Your objective
Report every line below that has the string "nosuchthing" in it.
==========
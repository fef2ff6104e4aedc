use brix::unstable::{Parser, Source};
use brix::{
    BuiltinDeclarations, CodeLocation, ErrorKind, Evaluator, FileContext, FileContextRef,
    ItemPool, ItemType, PropValue, SourceValue, Value,
};

use std::path::PathBuf;
use std::rc::Rc;

/// Builds unevaluated bindings from source text, the way the reader does.
struct SourceValueCreator {
    file: FileContextRef,
}

impl SourceValueCreator {
    fn new() -> Self {
        Self {
            file: FileContext::new("test.brix", PathBuf::new(), vec![], vec![]),
        }
    }

    fn create(&self, code: &str) -> PropValue {
        let source = Source::from_contents("test.brix", code.to_string()).unwrap();
        let expr = Parser::new(&source).unwrap().parse_expression().unwrap();
        PropValue::Source(Rc::new(SourceValue::new(
            expr,
            self.file.clone(),
            CodeLocation::new("test.brix", 1, 1),
        )))
    }
}

fn int(v: i64) -> Value {
    Value::from(v)
}

#[test]
fn item_prototype() {
    let creator = SourceValueCreator::new();
    let mut pool = ItemPool::new();

    let proto = pool.create(ItemType::ModulePrefix);
    pool.get_mut(proto).set_property("x", creator.create("1"));
    pool.get_mut(proto).set_property("y", creator.create("1"));

    let item = pool.create(ItemType::ModulePrefix);
    pool.get_mut(item).set_prototype(proto);
    pool.get_mut(item).set_property("y", creator.create("x + 1"));
    pool.get_mut(item).set_property("z", creator.create("2"));

    let builtins = BuiltinDeclarations::new();
    let evaluator = Evaluator::new(&pool, &builtins);

    assert_eq!(evaluator.property(proto, "x").unwrap(), int(1));
    assert_eq!(evaluator.property(proto, "y").unwrap(), int(1));
    assert!(evaluator.property(proto, "z").unwrap().is_undefined());
    assert_eq!(evaluator.property(item, "x").unwrap(), int(1));
    assert_eq!(evaluator.property(item, "y").unwrap(), int(2));
    assert_eq!(evaluator.property(item, "z").unwrap(), int(2));
}

#[test]
fn item_scope() {
    let creator = SourceValueCreator::new();
    let mut pool = ItemPool::new();

    let scope1 = pool.create(ItemType::ModulePrefix);
    pool.get_mut(scope1).set_property("x", creator.create("1"));

    let scope2 = pool.create(ItemType::ModulePrefix);
    pool.get_mut(scope2).set_scope(scope1);
    pool.get_mut(scope2).set_property("y", creator.create("x + 1"));

    let item = pool.create(ItemType::ModulePrefix);
    pool.get_mut(item).set_scope(scope2);
    pool.get_mut(item).set_property("z", creator.create("x + y"));

    let builtins = BuiltinDeclarations::new();
    let evaluator = Evaluator::new(&pool, &builtins);

    assert_eq!(evaluator.property(scope1, "x").unwrap(), int(1));
    assert_eq!(evaluator.property(scope2, "y").unwrap(), int(2));
    // The scope chain serves identifiers inside expressions, not direct
    // property reads.
    assert!(evaluator.property(scope2, "x").unwrap().is_undefined());
    assert_eq!(evaluator.property(item, "z").unwrap(), int(3));
}

#[test]
fn evaluation_happens_once_per_property() {
    let creator = SourceValueCreator::new();
    let mut pool = ItemPool::new();

    let item = pool.create(ItemType::ModulePrefix);
    pool.get_mut(item).set_property("x", creator.create("1 + 2"));

    let builtins = BuiltinDeclarations::new();
    let evaluator = Evaluator::new(&pool, &builtins);

    assert_eq!(evaluator.evaluation_count(), 0);
    assert_eq!(evaluator.property(item, "x").unwrap(), int(3));
    let after_first = evaluator.evaluation_count();
    assert_eq!(after_first, 1);

    // Repeated reads hit the cache; the expression never runs again.
    for _ in 0..10 {
        assert_eq!(evaluator.property(item, "x").unwrap(), int(3));
    }
    assert_eq!(evaluator.evaluation_count(), after_first);
}

#[test]
fn memoization_is_per_instance() {
    let creator = SourceValueCreator::new();
    let mut pool = ItemPool::new();

    let proto = pool.create(ItemType::ModulePrefix);
    pool.get_mut(proto).set_property("x", creator.create("40 + 2"));
    let a = pool.create(ItemType::ModulePrefix);
    pool.get_mut(a).set_prototype(proto);
    let b = pool.create(ItemType::ModulePrefix);
    pool.get_mut(b).set_prototype(proto);

    let builtins = BuiltinDeclarations::new();
    let evaluator = Evaluator::new(&pool, &builtins);

    assert_eq!(evaluator.property(a, "x").unwrap(), int(42));
    assert_eq!(evaluator.property(b, "x").unwrap(), int(42));
    assert_eq!(evaluator.property(a, "x").unwrap(), int(42));
    // One evaluation per instance; the binding itself is shared.
    assert_eq!(evaluator.evaluation_count(), 2);
}

#[test]
fn undefined_identifier_fails() {
    let creator = SourceValueCreator::new();
    let mut pool = ItemPool::new();

    let item = pool.create(ItemType::ModulePrefix);
    pool.get_mut(item)
        .set_property("x", creator.create("nosuchthing + 1"));

    let builtins = BuiltinDeclarations::new();
    let evaluator = Evaluator::new(&pool, &builtins);

    let err = evaluator.property(item, "x").unwrap_err();
    assert_eq!(err.kind, ErrorKind::UndefinedProperty);
    assert!(err.message.contains("nosuchthing"));
}

#[test]
fn base_appends_to_prototype_value() {
    let creator = SourceValueCreator::new();
    let mut pool = ItemPool::new();

    let proto = pool.create(ItemType::ModulePrefix);
    pool.get_mut(proto)
        .set_property("defines", creator.create(r#"["A"]"#));

    let item = pool.create(ItemType::ModulePrefix);
    pool.get_mut(item).set_prototype(proto);
    pool.get_mut(item)
        .set_property("defines", creator.create(r#"base.concat(["B"])"#));

    let builtins = BuiltinDeclarations::new();
    let evaluator = Evaluator::new(&pool, &builtins);

    assert_eq!(
        evaluator.property(item, "defines").unwrap(),
        Value::from(vec![Value::from("A"), Value::from("B")])
    );
}

#[test]
fn outer_refers_to_the_outer_item() {
    let creator = SourceValueCreator::new();
    let mut pool = ItemPool::new();

    let product_level = pool.create(ItemType::ModulePrefix);
    pool.get_mut(product_level)
        .set_property("defines", creator.create(r#"["BASE"]"#));

    let group_level = pool.create(ItemType::ModulePrefix);
    pool.get_mut(group_level).set_outer_item(product_level);
    pool.get_mut(group_level)
        .set_property("defines", creator.create(r#"outer.concat(["EXTRA"])"#));

    let builtins = BuiltinDeclarations::new();
    let evaluator = Evaluator::new(&pool, &builtins);

    assert_eq!(
        evaluator.property(group_level, "defines").unwrap(),
        Value::from(vec![Value::from("BASE"), Value::from("EXTRA")])
    );
}

#[test]
fn self_referential_binding_is_an_error() {
    let creator = SourceValueCreator::new();
    let mut pool = ItemPool::new();

    let item = pool.create(ItemType::ModulePrefix);
    pool.get_mut(item).set_property("x", creator.create("x + 1"));

    let builtins = BuiltinDeclarations::new();
    let evaluator = Evaluator::new(&pool, &builtins);

    let err = evaluator.property(item, "x").unwrap_err();
    assert_eq!(err.kind, ErrorKind::Evaluation);
}

#[test]
fn declared_types_convert_values() {
    let creator = SourceValueCreator::new();
    let mut pool = ItemPool::new();

    // A Product declares `type` as a string list; a scalar binding becomes
    // a one-element list.
    let product = pool.create(ItemType::Product);
    pool.get_mut(product)
        .set_property("type", creator.create(r#""application""#));
    pool.get_mut(product)
        .set_property("consoleApplication", creator.create("1"));

    let builtins = BuiltinDeclarations::new();
    let evaluator = Evaluator::new(&pool, &builtins);

    assert_eq!(
        evaluator.property(product, "type").unwrap(),
        Value::from(vec![Value::from("application")])
    );
    assert_eq!(
        evaluator.property(product, "consoleApplication").unwrap(),
        Value::Bool(true)
    );
}

#[test]
fn declaration_defaults_apply_when_unbound() {
    let creator = SourceValueCreator::new();
    let mut pool = ItemPool::new();

    let product = pool.create(ItemType::Product);
    pool.get_mut(product)
        .set_property("name", creator.create(r#""tool""#));

    let builtins = BuiltinDeclarations::new();
    let evaluator = Evaluator::new(&pool, &builtins);

    // `targetName` defaults to `name`, evaluated against this instance.
    assert_eq!(
        evaluator.property(product, "targetName").unwrap(),
        Value::from("tool")
    );
    assert_eq!(
        evaluator.property(product, "condition").unwrap(),
        Value::Bool(true)
    );
}

#[test]
fn operators_and_methods() {
    let creator = SourceValueCreator::new();
    let mut pool = ItemPool::new();

    let item = pool.create(ItemType::ModulePrefix);
    let cases = [
        ("a", "1 + 2 * 3", int(7)),
        ("b", "(1 + 2) * 3", int(9)),
        ("c", r#""x" + 1"#, Value::from("x1")),
        ("d", "1 < 2 && 2 <= 2", Value::Bool(true)),
        ("e", r#"false || "fallback""#, Value::from("fallback")),
        ("f", r#"true ? "yes" : "no""#, Value::from("yes")),
        ("g", r#"["a", "b"].contains("b")"#, Value::Bool(true)),
        ("h", r#"["a", "b"].join("-")"#, Value::from("a-b")),
        ("i", r#""abc".toUpperCase()"#, Value::from("ABC")),
        ("j", r#"["a"].length"#, int(1)),
        ("k", "10 % 3", int(1)),
        ("l", r#"1 === 1 && "a" !== "b""#, Value::Bool(true)),
    ];
    for (name, code, _) in &cases {
        pool.get_mut(item).set_property(*name, creator.create(code));
    }

    let builtins = BuiltinDeclarations::new();
    let evaluator = Evaluator::new(&pool, &builtins);
    for (name, code, expected) in &cases {
        assert_eq!(
            &evaluator.property(item, name).unwrap(),
            expected,
            "evaluating `{code}`"
        );
    }
}
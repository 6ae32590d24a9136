// ==========================================
// 生产线平衡引擎 - 导入层
// ==========================================
// 职责: 外部工序清单导入,生成产品工序数据
// 支持: Excel, CSV
// ==========================================

// 模块声明
pub mod error;
pub mod field_mapper;
pub mod file_parser;
pub mod operation_importer;

// 重导出核心类型
pub use error::{ImportError, ImportResult};
pub use field_mapper::{FieldMapper, MappedOperationRow};
pub use file_parser::{CsvParser, ExcelParser, FileParser, RawRow, UniversalFileParser};
pub use operation_importer::{ImportSummary, ImportWarning, OperationCatalogImporter};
==========
Result of this task
        .set_property("x", creator.create("nosuchthing + 1"));
    assert!(err.message.contains("nosuchthing"));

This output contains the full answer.